Secondo Burgio la nostra lettura della storia del pensiero razzista in Italia dal romanticismo al fascismo impedirebbe di riconoscere la «struttura unitaria la storia del razzismo otto e novecentesco». In effetti, le nostre analisi ci hanno portato a identificare tre “momenti” nella storia del pensiero razzista (arianismo – positivismo – fascismo) e consideriamo effettivamente che la struttura del discorso razzista non sia la stessa alla metà del XIX secolo, alla fine, e durante il fascismo: non per negare filiazioni, prestiti o appropriazioni, ma proprio per mettere in evidenza le operazioni teoriche di un “momento” che recuperano e si appropriano in modo originale del discorso razzista elaborato nel momento precedente. Il concetto di “momento” di una storia, concetto sul quale torneremo più avanti, permette proprio di riflettere su ciò che l’idea di un’ideologia unitaria del razzismo non permette di cogliere: la dinamica della costituzione di un razzismo all’italiana che presenta delle specificità proprie.

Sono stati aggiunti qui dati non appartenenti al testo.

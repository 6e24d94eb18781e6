//! WebSocket entry point for the signaling plane. One socket per participant; incoming JSON frames carry an
//! envelope naming the recipient, outgoing frames are the manager's
//! relayed/peer-left/producer-gone notifications.

use std::sync::Arc;

use axum::extract::ws::{Message, WebSocket, WebSocketUpgrade};
use axum::extract::{Path, Query, State};
use axum::response::Response;
use axum::routing::get;
use axum::Router;
use futures::{SinkExt, StreamExt};
use serde::Deserialize;
use tracing::{info, warn};
use uuid::Uuid;

use super::{OutgoingMessage, RoomManager};
use crate::model::{Participant, ParticipantId, Role, SessionId};

#[derive(Clone)]
pub struct SignalingApiState {
    pub rooms: Arc<RoomManager>,
}

pub fn router(state: SignalingApiState) -> Router {
    Router::new()
        .route("/health", get(health))
        .route("/rooms/:session_id/join", get(join))
        .layer(tower_http::trace::TraceLayer::new_for_http())
        .layer(tower_http::cors::CorsLayer::permissive())
        .with_state(state)
}

async fn health() -> &'static str {
    "ok"
}

#[derive(Deserialize)]
struct JoinQuery {
    role: RoleParam,
    rejoin_as: Option<Uuid>,
}

#[derive(Deserialize)]
#[serde(rename_all = "snake_case")]
enum RoleParam {
    Broadcaster,
    Viewer,
}

/// Inbound frame a connected participant sends to address another peer.
#[derive(Deserialize)]
struct Envelope {
    to: Uuid,
    payload: serde_json::Value,
}

async fn join(
    ws: WebSocketUpgrade,
    State(state): State<SignalingApiState>,
    Path(session_id): Path<Uuid>,
    Query(query): Query<JoinQuery>,
) -> Response {
    let session_id = SessionId(session_id);
    let role = match query.role {
        RoleParam::Broadcaster => Role::Broadcaster,
        RoleParam::Viewer => Role::Viewer,
    };
    let rejoin_as = query.rejoin_as.map(ParticipantId);

    match state.rooms.join(session_id, role, rejoin_as) {
        Ok((participant_id, existing, outbox)) => ws.on_upgrade(move |socket| async move {
            info!(%session_id, %participant_id, "signaling participant connected");
            handle_socket(socket, state.rooms, session_id, participant_id, existing, outbox).await;
            info!(%session_id, %participant_id, "signaling participant disconnected");
        }),
        Err(err) => {
            use axum::response::IntoResponse;
            (axum::http::StatusCode::CONFLICT, err.to_string()).into_response()
        }
    }
}

async fn handle_socket(
    socket: WebSocket,
    rooms: Arc<RoomManager>,
    session_id: SessionId,
    participant_id: ParticipantId,
    existing: Vec<Participant>,
    mut outbox: tokio::sync::mpsc::Receiver<OutgoingMessage>,
) {
    let (mut sender, mut receiver) = socket.split();

    let ack = serde_json::json!({ "type": "joined", "participant_id": participant_id.0 }).to_string();
    if sender.send(Message::Text(ack)).await.is_err() {
        rooms.leave(session_id, participant_id).await;
        return;
    }

    let participants = serde_json::json!({
        "type": "participants",
        "participants": existing.iter().map(|p| serde_json::json!({ "id": p.id.0, "role": p.role })).collect::<Vec<_>>(),
    })
    .to_string();
    if sender.send(Message::Text(participants)).await.is_err() {
        rooms.leave(session_id, participant_id).await;
        return;
    }

    let send_task = tokio::spawn(async move {
        while let Some(message) = outbox.recv().await {
            let frame = match message {
                OutgoingMessage::Relayed { from, payload } => {
                    serde_json::json!({ "type": "signal", "from": from.0, "payload": payload })
                }
                OutgoingMessage::PeerLeft { participant_id } => {
                    serde_json::json!({ "type": "peer-left", "participant_id": participant_id.0 })
                }
                OutgoingMessage::ProducerGone => serde_json::json!({ "type": "producer-gone" }),
            };
            if sender.send(Message::Text(frame.to_string())).await.is_err() {
                break;
            }
        }
    });

    while let Some(Ok(msg)) = receiver.next().await {
        match msg {
            Message::Text(text) => match serde_json::from_str::<Envelope>(&text) {
                Ok(envelope) => {
                    let to = ParticipantId(envelope.to);
                    if let Err(err) = rooms.relay(session_id, participant_id, to, envelope.payload).await {
                        warn!(%session_id, %participant_id, %err, "relay rejected");
                    }
                }
                Err(err) => warn!(%session_id, %participant_id, %err, "malformed signaling envelope"),
            },
            Message::Close(_) => break,
            _ => {}
        }
    }

    send_task.abort();
    rooms.leave(session_id, participant_id).await;
}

Per quale ragione accusarci di aver espulso il razzismo dalla storia del paese, quando il nostro lavoro ha dimostrato l’esatto contrario?
I paragrafi che seguono non vogliono provocare una sterile polemica, ma piuttosto esplicitare il senso del nostro libro, che Burgio interpreta in modo scorretto – ci permettiamo di pensare – attribuendoci spesso l’esatto contrario di quanto scriviamo e rimproverandoci di non dire ciò che tuttavia sosteniamo esplicitamente.
1. Il nostro libro sarebbe dunque costruito «in base allo schema concettuale e storiografico prospettato da Taguieff». Ci dispiace, ma è un errore di lettura, e persino un contre-sens. Noi, nel primo paragrafo partiamo da tre “exigences” – torneremo sul significato di questo termine. Vorremo ora riassumerle e spiegare il senso che hanno per noi.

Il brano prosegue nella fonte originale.